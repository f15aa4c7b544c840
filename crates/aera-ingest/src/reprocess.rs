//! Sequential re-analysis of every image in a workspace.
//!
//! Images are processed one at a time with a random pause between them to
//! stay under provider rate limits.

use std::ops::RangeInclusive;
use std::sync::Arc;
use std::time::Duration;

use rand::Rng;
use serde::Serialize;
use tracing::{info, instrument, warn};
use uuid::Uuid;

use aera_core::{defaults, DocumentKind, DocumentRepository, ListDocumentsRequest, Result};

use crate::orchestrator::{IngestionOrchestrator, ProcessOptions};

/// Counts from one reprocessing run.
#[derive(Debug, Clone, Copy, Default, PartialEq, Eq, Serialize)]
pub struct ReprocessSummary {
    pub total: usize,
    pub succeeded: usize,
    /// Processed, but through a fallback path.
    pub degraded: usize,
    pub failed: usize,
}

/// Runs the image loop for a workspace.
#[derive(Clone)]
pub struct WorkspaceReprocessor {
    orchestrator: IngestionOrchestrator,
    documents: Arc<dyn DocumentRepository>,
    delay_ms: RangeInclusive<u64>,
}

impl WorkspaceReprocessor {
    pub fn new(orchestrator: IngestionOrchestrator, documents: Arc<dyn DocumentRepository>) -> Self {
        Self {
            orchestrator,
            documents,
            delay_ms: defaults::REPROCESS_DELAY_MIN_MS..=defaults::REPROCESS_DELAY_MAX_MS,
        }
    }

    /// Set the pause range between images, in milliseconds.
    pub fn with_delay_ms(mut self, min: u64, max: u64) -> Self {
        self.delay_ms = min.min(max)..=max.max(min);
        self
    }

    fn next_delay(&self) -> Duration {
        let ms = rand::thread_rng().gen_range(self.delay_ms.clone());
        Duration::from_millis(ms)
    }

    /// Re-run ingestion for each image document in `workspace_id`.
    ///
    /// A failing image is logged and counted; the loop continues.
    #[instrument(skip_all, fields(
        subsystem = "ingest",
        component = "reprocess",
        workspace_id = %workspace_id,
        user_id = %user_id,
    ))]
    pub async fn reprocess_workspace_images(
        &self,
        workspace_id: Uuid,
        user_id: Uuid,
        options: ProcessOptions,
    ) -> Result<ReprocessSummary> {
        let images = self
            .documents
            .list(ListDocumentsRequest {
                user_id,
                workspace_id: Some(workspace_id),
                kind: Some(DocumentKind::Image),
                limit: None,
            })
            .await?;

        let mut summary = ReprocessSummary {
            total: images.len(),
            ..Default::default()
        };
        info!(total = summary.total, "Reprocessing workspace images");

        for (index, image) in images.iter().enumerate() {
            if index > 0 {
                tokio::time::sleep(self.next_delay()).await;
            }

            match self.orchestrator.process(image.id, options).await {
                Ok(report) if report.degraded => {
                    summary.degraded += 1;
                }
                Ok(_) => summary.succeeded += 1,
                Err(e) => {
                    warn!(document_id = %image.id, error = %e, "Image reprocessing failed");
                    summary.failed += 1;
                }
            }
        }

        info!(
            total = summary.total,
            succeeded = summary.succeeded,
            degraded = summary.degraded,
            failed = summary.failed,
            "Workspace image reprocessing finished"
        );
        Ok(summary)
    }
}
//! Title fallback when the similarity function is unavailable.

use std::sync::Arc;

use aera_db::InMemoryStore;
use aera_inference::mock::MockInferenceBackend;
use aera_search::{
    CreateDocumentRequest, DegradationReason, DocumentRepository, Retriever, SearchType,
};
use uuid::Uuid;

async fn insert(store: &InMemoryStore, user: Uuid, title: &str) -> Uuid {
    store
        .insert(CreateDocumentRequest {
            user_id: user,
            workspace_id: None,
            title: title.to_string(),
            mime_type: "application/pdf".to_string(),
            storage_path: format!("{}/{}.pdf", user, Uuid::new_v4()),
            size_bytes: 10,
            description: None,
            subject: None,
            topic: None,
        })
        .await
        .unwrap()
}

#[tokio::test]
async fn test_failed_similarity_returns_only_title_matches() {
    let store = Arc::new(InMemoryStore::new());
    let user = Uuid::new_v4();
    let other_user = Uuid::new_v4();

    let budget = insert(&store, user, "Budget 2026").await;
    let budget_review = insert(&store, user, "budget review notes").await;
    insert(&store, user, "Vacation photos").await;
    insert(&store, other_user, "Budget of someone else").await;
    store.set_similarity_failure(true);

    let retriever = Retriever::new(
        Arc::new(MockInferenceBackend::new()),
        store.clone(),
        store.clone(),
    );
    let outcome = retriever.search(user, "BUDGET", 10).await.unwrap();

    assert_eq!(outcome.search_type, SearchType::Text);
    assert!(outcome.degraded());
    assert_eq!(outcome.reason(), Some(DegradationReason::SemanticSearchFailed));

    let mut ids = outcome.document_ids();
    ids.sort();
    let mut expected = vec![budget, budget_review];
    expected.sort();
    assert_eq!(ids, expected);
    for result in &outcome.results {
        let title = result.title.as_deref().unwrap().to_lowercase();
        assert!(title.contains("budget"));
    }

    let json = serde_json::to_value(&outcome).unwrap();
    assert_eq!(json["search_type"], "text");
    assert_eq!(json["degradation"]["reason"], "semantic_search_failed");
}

* _Brief_:
Print out the entire listing. Keep every line exact.

* _Answer below_:
repository f15aa4c7b544c840
filename crates/aera-ingest/src/reprocess.rs
//! Sequential re-analysis of every image in a workspace.
//!
//! Images are processed one at a time with a random pause between them to
//! stay under provider rate limits.

use std::ops::RangeInclusive;
use std::sync::Arc;
use std::time::Duration;

use rand::Rng;
use serde::Serialize;
use tracing::{info, instrument, warn};
use uuid::Uuid;

use aera_core::{defaults, DocumentKind, DocumentRepository, ListDocumentsRequest, Result};

use crate::orchestrator::{IngestionOrchestrator, ProcessOptions};

/// Counts from one reprocessing run.
#[derive(Debug, Clone, Copy, Default, PartialEq, Eq, Serialize)]
pub struct ReprocessSummary {
    pub total: usize,
    pub succeeded: usize,
    /// Processed, but through a fallback path.
    pub degraded: usize,
    pub failed: usize,
}

/// Runs the image loop for a workspace.
#[derive(Clone)]
pub struct WorkspaceReprocessor {
    orchestrator: IngestionOrchestrator,
    documents: Arc<dyn DocumentRepository>,
    delay_ms: RangeInclusive<u64>,
}

impl WorkspaceReprocessor {
    pub fn new(orchestrator: IngestionOrchestrator, documents: Arc<dyn DocumentRepository>) -> Self {
        Self {
            orchestrator,
            documents,
            delay_ms: defaults::REPROCESS_DELAY_MIN_MS..=defaults::REPROCESS_DELAY_MAX_MS,
        }
    }

    /// Set the pause range between images, in milliseconds.
    pub fn with_delay_ms(mut self, min: u64, max: u64) -> Self {
        self.delay_ms = min.min(max)..=max.max(min);
        self
    }

    fn next_delay(&self) -> Duration {
        let ms = rand::thread_rng().gen_range(self.delay_ms.clone());
        Duration::from_millis(ms)
    }

    /// Re-run ingestion for each image document in `workspace_id`.
    ///
    /// A failing image is logged and counted; the loop continues.
    #[instrument(skip_all, fields(
        subsystem = "ingest",
        component = "reprocess",
        workspace_id = %workspace_id,
        user_id = %user_id,
    ))]
    pub async fn reprocess_workspace_images(
        &self,
        workspace_id: Uuid,
        user_id: Uuid,
        options: ProcessOptions,
    ) -> Result<ReprocessSummary> {
        let images = self
            .documents
            .list(ListDocumentsRequest {
                user_id,
                workspace_id: Some(workspace_id),
                kind: Some(DocumentKind::Image),
                limit: None,
            })
            .await?;

        let mut summary = ReprocessSummary {
            total: images.len(),
            ..Default::default()
        };
        info!(total = summary.total, "Reprocessing workspace images");

        for (index, image) in images.iter().enumerate() {
            if index > 0 {
                tokio::time::sleep(self.next_delay()).await;
            }

            match self.orchestrator.process(image.id, options).await {
                Ok(report) if report.degraded => {
                    summary.degraded += 1;
                }
                Ok(_) => summary.succeeded += 1,
                Err(e) => {
                    warn!(document_id = %image.id, error = %e, "Image reprocessing failed");
                    summary.failed += 1;
                }
            }
        }

        info!(
            total = summary.total,
            succeeded = summary.succeeded,
            degraded = summary.degraded,
            failed = summary.failed,
            "Workspace image reprocessing finished"
        );
        Ok(summary)
    }
}
//! Title fallback when the similarity function is unavailable.

use std::sync::Arc;

use aera_db::InMemoryStore;
use aera_inference::mock::MockInferenceBackend;
use aera_search::{
    CreateDocumentRequest, DegradationReason, DocumentRepository, Retriever, SearchType,
};
use uuid::Uuid;

async fn insert(store: &InMemoryStore, user: Uuid, title: &str) -> Uuid {
    store
        .insert(CreateDocumentRequest {
            user_id: user,
            workspace_id: None,
            title: title.to_string(),
            mime_type: "application/pdf".to_string(),
            storage_path: format!("{}/{}.pdf", user, Uuid::new_v4()),
            size_bytes: 10,
            description: None,
            subject: None,
            topic: None,
        })
        .await
        .unwrap()
}

#[tokio::test]
async fn test_failed_similarity_returns_only_title_matches() {
    let store = Arc::new(InMemoryStore::new());
    let user = Uuid::new_v4();
    let other_user = Uuid::new_v4();

    let budget = insert(&store, user, "Budget 2026").await;
    let budget_review = insert(&store, user, "budget review notes").await;
    insert(&store, user, "Vacation photos").await;
    insert(&store, other_user, "Budget of someone else").await;
    store.set_similarity_failure(true);

    let retriever = Retriever::new(
        Arc::new(MockInferenceBackend::new()),
        store.clone(),
        store.clone(),
    );
    let outcome = retriever.search(user, "BUDGET", 10).await.unwrap();

    assert_eq!(outcome.search_type, SearchType::Text);
    assert!(outcome.degraded());
    assert_eq!(outcome.reason(), Some(DegradationReason::SemanticSearchFailed));

    let mut ids = outcome.document_ids();
    ids.sort();
    let mut expected = vec![budget, budget_review];
    expected.sort();
    assert_eq!(ids, expected);
    for result in &outcome.results {
        let title = result.title.as_deref().unwrap().to_lowercase();
        assert!(title.contains("budget"));
    }

    let json = serde_json::to_value(&outcome).unwrap();
    assert_eq!(json["search_type"], "text");
    assert_eq!(json["degradation"]["reason"], "semantic_search_failed");
}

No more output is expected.